I still hoped there would be a nice plot twist but it was very straight forward. Also, where the hell did he get a gun? :D
About graphics, sounds and design - I liked all of these :) but it did not fit the theme at all
Please play my game and give me your honest review. https://ldjam.com/events/ludum-dare/40/greedy-eddy
Story is interesting, though twist kind a reveal it self maybe bit rematurly.
I would like this polished, and extended a bit, after Ludum dare
Art style wasn't really consistent. Some objects had outlines, some didn't. Some objects objects were probably drawn too small and had to be scaled in the engine, resulting in their pixels being a lot bigger than some others. The font didn't really fit the rest of the style either. The sizes of some objects were also totally wrong. If I remember correctly, the bathroom for example didn't look too good...
The story was ok. Very predictable but the writing was decent. As you said yourself, the skip for the dialog would have been a must. They were always there for too long even for me as a non-native english speaker. And vice versa, there must be someone who doesn't read them fast enough and end up missing a part of it. So yeah, a manual dismiss would be the way to go. Or at least not locking the player to just stand still there while waiting for the message to disapper. And you already kinda had that same functionality with the diary and letter.
The pacing was also a bit off. It was kinda annoying that for example I couldn't pick up the shovel before I found the diary.
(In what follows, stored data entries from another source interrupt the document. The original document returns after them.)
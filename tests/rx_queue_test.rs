//! interrupt receive queue and the RX task
//!
//! The queue is a process-wide static, so this binary holds a single test.

use core::net::Ipv4Addr;

use futures_util::FutureExt;
use mesa_net::drivers::net::virtual_nic::VirtualNic;
use mesa_net::drivers::net::{frame_received, init_rx_queue};
use mesa_net::net::arp::ArpPacket;
use mesa_net::net::config::StackConfig;
use mesa_net::net::ethernet::{build_frame, ETHERTYPE_ARP};
use mesa_net::net::MacAddr;
use mesa_net::task::{rx_task, CancellationToken};
use mesa_net::NetworkStack;

const OUR_MAC: [u8; 6] = [0x52, 0x54, 0x00, 0x12, 0x34, 0x56];
const OUR_IP: Ipv4Addr = Ipv4Addr::new(10, 0, 2, 15);
const PEER_IP: Ipv4Addr = Ipv4Addr::new(10, 0, 2, 2);
const PEER_MAC: MacAddr = MacAddr([0x52, 0x55, 0x0A, 0x00, 0x02, 0x02]);

fn who_has_us() -> Vec<u8> {
    let request = ArpPacket::new_request(PEER_MAC, PEER_IP, OUR_IP);
    build_frame(MacAddr::BROADCAST, PEER_MAC, ETHERTYPE_ARP, &request.to_bytes()).unwrap()
}

#[test]
fn test_interrupt_queue_and_rx_task() {
    // nothing parks frames before the queue exists
    assert!(!frame_received(who_has_us()));

    assert!(init_rx_queue(4));
    assert!(!init_rx_queue(16));

    let config = StackConfig::default().with_static_ip(
        OUR_IP,
        Ipv4Addr::new(255, 255, 255, 0),
        PEER_IP,
    );
    let shared = spin::Mutex::new(NetworkStack::new(VirtualNic::new(OUR_MAC), config));

    // poll() picks up frames parked by the interrupt handler
    assert!(frame_received(who_has_us()));
    assert_eq!(shared.lock().poll(), 1);
    assert_eq!(shared.lock().device_mut().take_transmitted().len(), 1);

    for _ in 0..4 {
        assert!(frame_received(vec![0u8; 8]));
    }
    assert!(!frame_received(vec![0u8; 8]));
    assert_eq!(shared.lock().poll(), 4);

    // the RX task drains the queue, then waits for the next interrupt
    let token = CancellationToken::new();
    assert!(frame_received(who_has_us()));
    assert!(rx_task(&shared, token.clone()).now_or_never().is_none());
    assert_eq!(shared.lock().device_mut().take_transmitted().len(), 1);

    // once cancelled, the next frame ends the task unhandled
    token.cancel();
    assert!(frame_received(who_has_us()));
    assert_eq!(rx_task(&shared, token).now_or_never(), Some(()));
    assert_eq!(shared.lock().device().transmitted_count(), 0);
}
Even though I had already been on the backyard where the character was wondering what he could dig it up with. I also think it would have been better if that up arrow wasn't there and you could actually examine everything (would require addition of more flavour text like the one in the moldy food). Would have made it a bit more like a game instead of just running on rails.
You kinda have to nail the gameplay mechanics on a story based game or the annoying parts will make you less focused/interested in the story...
I really liked the **moonwalk feature** ;)

Good job!
Sure it could be longer and it could have the option to skip the dialogs, but for the time you had, doing everything alone, I think it turned out pretty great.
I hope you improve the game in the future with the feedback you get in these comments.
Congratulations for the awesome game!
I liked the premise and concept, really something different from most games on the jam. Superb job!